I am going to have a very difficult time composing this blog. Normally I am never at a loss for words! However, this trip was so profoundly life-changing for all of us, that to try to recount what we experienced seems a daunting task indeed. I will do my best!
John and I are pictured above showing off our very special Pokot tribal gifts. The area of Kenya where we spent most of our time is mostly inhabited by the Pokot tribe; a people of great joy and love, a people who are hard-working, continually moving in dance and rhythm, and always offering generous hospitality. They gave John the little wooden seat on which he's perched, and a beautifully carved walking stick. They dressed me in this hand-embroidered cape and skirt, with a beaded band around my head, and woven basket around my neck! Pictured with us is Jesca, the Principal of Nasokol Girls School.
We ministered all weekend at this school after first arriving in Kenya. There are approximately 1,100 female students from grades 9 to 12, and they gathered on Saturday and Sunday for what our host, Rev. Maina, called the "Weekend Challenge." As we entered the huge auditorium Saturday morning for the first day of worship and teaching, we were completely blown away by the deafening shouting and applause of 1100 young girls! Who are we that we should receive such a greeting? But soon we realized that most of these young people had never personally seen a white person or an American before - and they were greatly excited that we had come from halfway across the world just to visit them and share God's love with them.

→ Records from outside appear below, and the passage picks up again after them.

impl TextMeasurer for ApproximateMeasurer {
    fn measure(&self, text: &str, font_size: f32, bounds: Size) -> TextBlock {
        let line_height = (font_size * self.line_height).ceil();
        let glyph = font_size * self.glyph_width;
        let max_width = bounds.width.max(glyph);
        let max_lines = ((bounds.height / line_height).floor() as usize).max(1);

        let mut lines: Vec<String> = Vec::new();
        for paragraph in text.split('\n') {
            let mut line = String::new();
            for word in paragraph.split_whitespace() {
                let candidate = if line.is_empty() {
                    word.to_string()
                } else {
                    format!("{line} {word}")
                };
                if self.width_of(&candidate, font_size) <= max_width || line.is_empty() {
                    line = candidate;
                } else {
                    lines.push(std::mem::take(&mut line));
                    line = word.to_string();
                }
                // Break words that are wider than a whole line.
                while self.width_of(&line, font_size) > max_width {
                    let fit = ((max_width / glyph).floor() as usize).max(1);
                    let head: String = line.chars().take(fit).collect();
                    let tail: String = line.chars().skip(fit).collect();
                    lines.push(head);
                    line = tail;
                }
            }
            lines.push(line);
        }
        while lines.len() > 1 && lines.last().is_some_and(String::is_empty) {
            lines.pop();
        }
        lines.truncate(max_lines);

        let widest = lines
            .iter()
            .map(|line| self.width_of(line, font_size))
            .fold(0.0_f32, f32::max);

        TextBlock {
            size: Size::new(widest.ceil(), lines.len() as f32 * line_height),
            lines,
            line_height,
        }
    }
}

/// Sizing limits read from the configuration.
#[derive(Debug, Clone, Copy, PartialEq)]
pub struct Limits {
    pub min_width: f32,
    pub min_height: f32,
    pub max_width: f32,
    pub max_height: f32,
    pub cancel_button_min_width: f32,
}

impl From<&Config> for Limits {
    fn from(config: &Config) -> Self {
        Self {
            min_width: config.min_width,
            min_height: config.min_height,
            max_width: config.max_width,
            max_height: config.max_height,
            cancel_button_min_width: config.cancel_button_min_width,
        }
    }
}

/// Everything the layout depends on.
#[derive(Debug, Clone, Copy)]
pub struct LayoutInput<'a> {
    pub surface: Size,
    pub metrics: Metrics,
    pub has_indicator: bool,
    pub title: Option<&'a str>,
    pub subtitle: Option<&'a str>,
    pub direction: Direction,
    pub position: Position,
    pub closeable: bool,
    pub cancelable: bool,
}

/// Card size and element frames, relative to the card origin.
#[derive(Debug, Clone, PartialEq, Default)]
pub struct Layout {
    pub size: Size,
    pub corner_radius: f32,
    pub indicator: Option<Rectangle>,
    pub title: Option<Rectangle>,
    pub subtitle: Option<Rectangle>,
    pub close_button: Option<Rectangle>,
    pub cancel_button: Option<Rectangle>,
    pub title_text: TextBlock,
    pub subtitle_text: TextBlock,
}

/// Computes the card layout.
pub fn compute(input: &LayoutInput<'_>, limits: &Limits, measurer: &dyn TextMeasurer) -> Layout {
    let sized = match input.direction {
        Direction::Vertical => size_vertical(input, limits, measurer),
        Direction::Horizontal => size_horizontal(input, limits, measurer),
    };

    let height = match input.position {
        Position::NavigationBarMask => sized
            .height
            .max(input.metrics.status_bar_height + NAVIGATION_BAR_HEIGHT),
        Position::TabBarMask => sized.height.max(input.metrics.bottom_inset + TAB_BAR_HEIGHT),
        _ => sized.height.max(limits.min_height),
    };
    let size = Size::new(sized.width, height);

    place(input, limits, sized, size)
}

/// Intermediate result of the sizing pass.
#[derive(Debug, Clone)]
struct Sized {
    width: f32,
    height: f32,
    origin: Point,
    title: TextBlock,
    subtitle: TextBlock,
}

/// Inset at the top of a bar mask, and the one counted into its height.
fn bar_insets(input: &LayoutInput<'_>) -> (f32, f32) {
    match input.position {
        Position::NavigationBarMask => (
            input.metrics.status_bar_height,
            input.metrics.status_bar_height,
        ),
        Position::TabBarMask => (0.0, input.metrics.bottom_inset),
        _ => (0.0, 0.0),
    }
}

/// Height budget for each text block.
fn text_height_budget(input: &LayoutInput<'_>, limits: &Limits, vertical: bool) -> f32 {
    let mut budget = limits.max_height - 2.0 * CONTENT_PADDING;
    if vertical {
        if input.has_indicator {
            budget -= INDICATOR_SIZE + ELEMENT_SPACING;
        }
        if input.cancelable {
            budget -= CANCEL_BUTTON_HEIGHT + ELEMENT_SPACING;
        }
    }
    if input.title.is_some() && input.subtitle.is_some() {
        budget = (budget - ELEMENT_SPACING) / 2.0;
    }
    budget.max(0.0)
}
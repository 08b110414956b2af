// SPDX-License-Identifier: MPL-2.0
//! Circular progress indicator drawn into the HUD canvas.

use crate::view::ProgressIndicator;
use iced::widget::canvas::{self, Frame, Path, Stroke};
use iced::{Color, Point};
use std::f32::consts::{FRAC_PI_2, TAU};

/// Segments used for a full turn of the arc.
const SEGMENTS_PER_TURN: f32 = 64.0;

/// Draws `indicator` with its top-left corner at `origin`.
///
/// `fade` multiplies every alpha, for cards that are fading in or out.
pub fn draw(frame: &mut Frame, indicator: &ProgressIndicator, origin: Point, fade: f32) {
    let arc = indicator.arc();
    let center = Point::new(origin.x + arc.center.x, origin.y + arc.center.y);

    let ring = Path::circle(center, arc.background_radius);
    frame.stroke(
        &ring,
        Stroke::default()
            .with_width(indicator.background_line_width())
            .with_color(faded(indicator.background_color(), fade)),
    );

    let presented = indicator.presented();
    let sweep = (presented.end - presented.start).clamp(0.0, 1.0);
    if sweep <= 0.0 || arc.radius <= 0.0 {
        return;
    }

    // Turns start at twelve o'clock.
    let start_angle = presented.rotation + presented.start * TAU - FRAC_PI_2;
    let end_angle = start_angle + sweep * TAU;

    let mut builder = canvas::path::Builder::new();
    builder.move_to(point_on(center, arc.radius, start_angle));

    #[allow(clippy::cast_possible_truncation, clippy::cast_sign_loss)]
    let segments = (sweep * SEGMENTS_PER_TURN).ceil().max(1.0) as u32;
    #[allow(clippy::cast_precision_loss)]
    for i in 1..=segments {
        let t = i as f32 / segments as f32;
        builder.line_to(point_on(
            center,
            arc.radius,
            start_angle + (end_angle - start_angle) * t,
        ));
    }

    frame.stroke(
        &builder.build(),
        Stroke::default()
            .with_width(indicator.line_width())
            .with_color(faded(indicator.color(), fade))
            .with_line_cap(canvas::LineCap::Round),
    );
}

fn point_on(center: Point, radius: f32, angle: f32) -> Point {
    Point::new(
        center.x + radius * angle.cos(),
        center.y + radius * angle.sin(),
    )
}

pub(crate) fn faded(color: Color, fade: f32) -> Color {
    Color {
        a: color.a * fade,
        ..color
    }
}
// SPDX-License-Identifier: MPL-2.0
//! Visual state of the HUD: card geometry, transitions, the progress
//! indicator and the shared backdrop.
//!
//! Nothing in here draws. The [`crate::ui`] layer reads these types and
//! paints them on a canvas.

pub mod animation;
pub mod backdrop;
pub mod geometry;
pub mod overlay;
pub mod progress;
pub mod timer;

pub use backdrop::Backdrop;
pub use geometry::{
    ApproximateMeasurer, Direction, Layout, Limits, Position, TextBlock, TextMeasurer,
};
pub use overlay::{Appearance, Button, Content, Icon, Indicator, OverlayView, Phase, ViewEvent};
pub use progress::{ProgressIndicator, INDETERMINATE};
// SPDX-License-Identifier: MPL-2.0
//! Rendering of the HUD on an iced canvas.
//!
//! - [`layer`] - The full-surface canvas: backdrop, cards, buttons, clicks
//! - [`spinner`] - Circular progress indicator drawing
//! - [`design_tokens`] - Colors, font sizes and stroke widths

pub mod design_tokens;
pub mod layer;
pub mod spinner;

I taught them on the meaning of "Sh'ma" - to hear and obey. My lesson was from James 1:19-25, and the Lord gave me much for them about the importance of not just reading God's Word, but DOING it! Grandson Jackson followed this with his wonderful teaching on the 10 commandments, in which he applied each commandment to today's world, and we could see that he was getting through to all these precious African girls, most of whom could recite the commandments, but certainly didn't understand that they are all still relevant today! My granddaughter Jayde taught them in the afternoon about Purity, and she challenged 1100 young girls to keep abstinence until marriage, exhorting them to value their virginity and their own personal beauty and worth as daughters of the Most High God. I could see from their faces that this was an entirely new perspective for them, and I was deeply moved. How often, if ever, had they been told they are beautiful and worthy of waiting for God's chosen husbands?
The Spirit had given me an urgency about taking these two grandchildren on this trip, but I really didn't realize the importance of this until after we got over there and found ourselves ministering to Kenyan youth day after day. It was all about the next generation, and it was SO much more impactful to them to hear all this from two kids their own age than it would have been for them to listen to some more people even older than their teachers! :) In fact, as I watched Jayde and Jackson interact with and minister to all these young African kids, I had a very unexpected, profound sense that the Spirit was telling me I am "passing on the mantle" of all my evangelistic work to these two young grandchildren. That was a bittersweet thought!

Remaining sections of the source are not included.